After trying a few examples, the bounds from (A.9) appear indistinguishable from those obtained with (A.6). This is consistent with a piece of lore stating that additional four-point functions only help if they increase the number of gaps / OPE constraints that can be imposed. An earlier example of this was noticed in [13] which first studied the 3D Ising model using three correlators. Without a constraint on the number of relevant $\mathbb{Z}_2$-odd operators, the allowed region turned out to be the same as what was already known from a single correlator.

This common denominator mentioned in the ten correlator bootstrap appears in the six correlator case as well if the equations are formulated with superblocks. It also needs to be extended to include the poles of (A.5), leading to a four-fold increase in the degree of each rational approximation. An even more severe problem concerns the stability of SDPB. For normal operation, the user constructs a measure out of a given block's poles and then uses it to compute a basis of orthogonal polynomials [61]. These polynomials only exist for the ordinary blocks because our superblocks are singular above the unitarity bound. In other words, the double poles do not interfere with positivity but they lead to a measure that is not normalizable.

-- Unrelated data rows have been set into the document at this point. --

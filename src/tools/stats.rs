//! Stats MCP Tools
//!
//! Catalog listings, ad-hoc queries and running saved configurations.

use chrono::NaiveDate;
use serde::Serialize;

use crate::db::Database;
use crate::models::{ChartType, StatsConfiguration};
use crate::stats::catalog::{self, Derivation, FilterKind, MetricCategory};
use crate::stats::query::TRAINING_FILTER_TYPES;
use crate::stats::range::DATE_RANGE_TYPES;
use crate::stats::{execute, Aggregation, StatsError, StatsQueryRequest, StatsQueryResponse, StatsResult};

/// Catalog entry as shown to clients
#[derive(Debug, Serialize)]
pub struct MetricInfo {
    pub id: &'static str,
    pub label: &'static str,
    pub unit: &'static str,
    pub category: MetricCategory,
    /// Filter that must accompany this metric
    pub required_filter: Option<&'static str>,
    /// Filter this metric honors when given
    pub optional_filter: Option<&'static str>,
}

#[derive(Debug, Serialize)]
pub struct ListMetricsResponse {
    pub metrics: Vec<MetricInfo>,
    pub count: usize,
}

#[derive(Debug, Serialize)]
pub struct OptionInfo {
    pub id: &'static str,
    pub description: &'static str,
}

#[derive(Debug, Serialize)]
pub struct ListOptionsResponse {
    pub options: Vec<OptionInfo>,
}

/// Filters supplied alongside a query rather than stored with it
#[derive(Debug, Clone, Default)]
pub struct StatsFilters {
    pub training_filter_type: Option<String>,
    pub exercise_id: Option<i64>,
    pub movement_pattern_id: Option<i64>,
    pub workout_id: Option<i64>,
    pub training_mesocycle_id: Option<i64>,
    pub cardio_filter_type: Option<String>,
    pub supplement_ids: Option<Vec<i64>>,
    pub compound_ids: Option<Vec<i64>>,
}

impl StatsFilters {
    pub fn apply(self, request: &mut StatsQueryRequest) {
        request.training_filter_type = self.training_filter_type;
        request.exercise_id = self.exercise_id;
        request.movement_pattern_id = self.movement_pattern_id;
        request.workout_id = self.workout_id;
        request.training_mesocycle_id = self.training_mesocycle_id;
        request.cardio_filter_type = self.cardio_filter_type;
        request.supplement_ids = self.supplement_ids;
        request.compound_ids = self.compound_ids;
    }
}

/// Response for run_stats_configuration
#[derive(Debug, Serialize)]
pub struct RunStatsConfigurationResponse {
    pub configuration_id: i64,
    pub name: String,
    pub chart_type: ChartType,
    pub result: StatsQueryResponse,
}

// ============================================================================
// Catalog Tools
// ============================================================================

pub fn list_metrics() -> ListMetricsResponse {
    let metrics: Vec<MetricInfo> = catalog::list()
        .iter()
        .map(|m| {
            let optional = match m.derivation {
                Derivation::FilteredSum { filter, required: false, .. } => Some(filter.as_str()),
                _ => None,
            };
            MetricInfo {
                id: m.id,
                label: m.label,
                unit: m.unit,
                category: m.category,
                required_filter: m.required_filter().map(|f: FilterKind| f.as_str()),
                optional_filter: optional,
            }
        })
        .collect();
    let count = metrics.len();
    ListMetricsResponse { metrics, count }
}

pub fn list_date_range_types() -> ListOptionsResponse {
    ListOptionsResponse {
        options: DATE_RANGE_TYPES
            .iter()
            .map(|&(id, description)| OptionInfo { id, description })
            .collect(),
    }
}

pub fn list_aggregation_types() -> ListOptionsResponse {
    ListOptionsResponse {
        options: Aggregation::ALL
            .iter()
            .map(|a| OptionInfo {
                id: a.as_str(),
                description: a.description(),
            })
            .collect(),
    }
}

pub fn list_training_filter_types() -> &'static [&'static str] {
    TRAINING_FILTER_TYPES
}

// ============================================================================
// Query Tools
// ============================================================================

/// Parse an optional `YYYY-MM-DD` parameter
pub fn parse_date(value: Option<&str>, field: &str) -> StatsResult<Option<NaiveDate>> {
    match value.map(str::trim) {
        None | Some("") => Ok(None),
        Some(s) => NaiveDate::parse_from_str(s, "%Y-%m-%d")
            .map(Some)
            .map_err(|_| StatsError::InvalidRequest(format!("{} must be YYYY-MM-DD, got '{}'", field, s))),
    }
}

pub fn parse_aggregation(value: Option<&str>) -> StatsResult<Aggregation> {
    match value {
        None => Ok(Aggregation::default()),
        Some(s) => Aggregation::from_str(s)
            .ok_or_else(|| StatsError::InvalidRequest(format!("unknown aggregation: {}", s))),
    }
}

/// Run an ad-hoc stats query
pub fn query_stats(db: &Database, request: &StatsQueryRequest, today: NaiveDate) -> StatsResult<StatsQueryResponse> {
    tracing::info!(metrics = ?request.metrics, range = %request.date_range_type, "query_stats");
    execute(db, request, today)
}

/// Build the query a saved configuration describes
pub fn configuration_request(configuration: &StatsConfiguration, filters: StatsFilters) -> StatsResult<StatsQueryRequest> {
    let config = &configuration.config;
    let mut request = StatsQueryRequest {
        metrics: config.metrics.clone(),
        date_range_type: config.date_range_type.clone(),
        start_date: config.start_date,
        end_date: config.end_date,
        mesocycle_id: config.mesocycle_id,
        aggregation: parse_aggregation(Some(&config.aggregation))?,
        ..Default::default()
    };
    filters.apply(&mut request);
    Ok(request)
}

/// Run a saved configuration; `None` if it does not exist
pub fn run_stats_configuration(
    db: &Database,
    id: i64,
    filters: StatsFilters,
    today: NaiveDate,
) -> StatsResult<Option<RunStatsConfigurationResponse>> {
    let configuration = {
        let conn = db.get_conn()?;
        StatsConfiguration::get_by_id(&conn, id)?
    };
    let Some(configuration) = configuration else {
        return Ok(None);
    };

    tracing::info!(id, name = %configuration.name, "run_stats_configuration");
    let request = configuration_request(&configuration, filters)?;
    let result = execute(db, &request, today)?;

    Ok(Some(RunStatsConfigurationResponse {
        configuration_id: configuration.id,
        name: configuration.name,
        chart_type: configuration.config.chart_type,
        result,
    }))
}

#[cfg(test)]
mod tests {
    use super::*;
    use crate::models::{LogEntry, LogEntryCreate, StatsConfig, StatsConfigurationCreate};

    fn date(s: &str) -> NaiveDate {
        NaiveDate::parse_from_str(s, "%Y-%m-%d").unwrap()
    }

    #[test]
    fn test_list_metrics_marks_filters() {
        let response = list_metrics();
        assert_eq!(response.count, catalog::METRICS.len());

        let find = |id: &str| response.metrics.iter().find(|m| m.id == id).unwrap();
        assert_eq!(find("exercise_volume").required_filter, Some("training"));
        assert_eq!(find("cardio_speed").required_filter, None);
        assert_eq!(find("cardio_speed").optional_filter, Some("cardio type"));
        assert_eq!(find("calories").optional_filter, None);
    }

    #[test]
    fn test_option_listings() {
        let ranges = list_date_range_types();
        assert!(ranges.options.iter().any(|o| o.id == "all_time"));
        let aggregations = list_aggregation_types();
        let ids: Vec<_> = aggregations.options.iter().map(|o| o.id).collect();
        assert_eq!(ids, vec!["daily", "weekly", "monthly"]);
        assert!(list_training_filter_types().contains(&"movement_pattern"));
    }

    #[test]
    fn test_parse_date() {
        assert_eq!(parse_date(None, "start_date").unwrap(), None);
        assert_eq!(parse_date(Some(""), "start_date").unwrap(), None);
        assert_eq!(parse_date(Some("2024-02-29"), "start_date").unwrap(), Some(date("2024-02-29")));
        assert!(matches!(
            parse_date(Some("02/29/2024"), "start_date"),
            Err(StatsError::InvalidRequest(_))
        ));
    }

    #[test]
    fn test_run_configuration() {
        let db = Database::open_in_memory().unwrap();
        let id = db
            .with_conn(|conn| {
                let mut day = LogEntryCreate::for_date(date("2024-01-01"));
                day.morning_weight = Some(180.0);
                LogEntry::create(conn, &day)?;
                let saved = StatsConfiguration::create(
                    conn,
                    &StatsConfigurationCreate {
                        name: "January weight".to_string(),
                        description: None,
                        config: StatsConfig {
                            metrics: vec!["weight".to_string()],
                            date_range_type: "custom".to_string(),
                            start_date: Some(date("2024-01-01")),
                            end_date: Some(date("2024-01-31")),
                            mesocycle_id: None,
                            aggregation: "monthly".to_string(),
                            chart_type: ChartType::Bar,
                        },
                    },
                )?;
                Ok(saved.id)
            })
            .unwrap();

        let response = run_stats_configuration(&db, id, StatsFilters::default(), date("2024-02-01"))
            .unwrap()
            .unwrap();
        assert_eq!(response.chart_type, ChartType::Bar);
        assert_eq!(response.result.aggregation, Aggregation::Monthly);
        assert_eq!(response.result.metrics[0].data.len(), 1);
        assert_eq!(response.result.metrics[0].average, Some(180.0));

        assert!(run_stats_configuration(&db, id + 1, StatsFilters::default(), date("2024-02-01"))
            .unwrap()
            .is_none());
    }

    #[test]
    fn test_runtime_filters_reach_query() {
        let configuration = StatsConfiguration {
            id: 1,
            name: "Bench".to_string(),
            description: None,
            config: StatsConfig {
                metrics: vec!["exercise_weight".to_string()],
                date_range_type: "last_30_days".to_string(),
                start_date: None,
                end_date: None,
                mesocycle_id: None,
                aggregation: "weekly".to_string(),
                chart_type: ChartType::Line,
            },
            created_at: String::new(),
            updated_at: String::new(),
        };
        let filters = StatsFilters {
            training_filter_type: Some("exercise".to_string()),
            exercise_id: Some(4),
            ..Default::default()
        };
        let request = configuration_request(&configuration, filters).unwrap();
        assert_eq!(request.exercise_id, Some(4));
        assert_eq!(request.aggregation, Aggregation::Weekly);

        let mut broken = configuration;
        broken.config.aggregation = "hourly".to_string();
        assert!(configuration_request(&broken, StatsFilters::default()).is_err());
    }
}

Because of this, we have been unable to complete a full run of SDPB by applying $k_{\mathrm{max}} = 40$ to the rational approximation (A.5). Instead, figure 14 was produced by evaluating superblocks on a discrete $\Delta$ grid which allows us to use the exact gamma functions. It would be interesting to see if alternative solvers are able to remove this complication. Table A2 shows our discretization choices for odd-spin operators (which are protected) and even-spin operators (which should approximate a continuum) when using the information in (3.16).

Table A2. The grid spacing $\Delta_{N + 1} - \Delta_N$ and number of points used for operators in $\sigma \times \chi$ once all consequences of the shadow relation are imposed. After the last point, we use rational approximation to demand positivity on individual sum rule vectors in a continuum. In other words, we no longer impose the shadow relation after a high enough cutoff in $\Delta$.

	Step size	Number of points
$\newcommand{\e}{{\rm e}} \ell = 0$	0.01	1700
$\newcommand{\e}{{\rm e}} \ell = 2$	0.01	1550
$\newcommand{\e}{{\rm e}} 2 \nmid \ell$	2	10

This results in file sizes of about 1GB. We have checked that shrinking the step size and including superblocks for $\newcommand{\e}{{\rm e}} \ell = 4$ does not lead to a significant change in the allowed region of figure 14.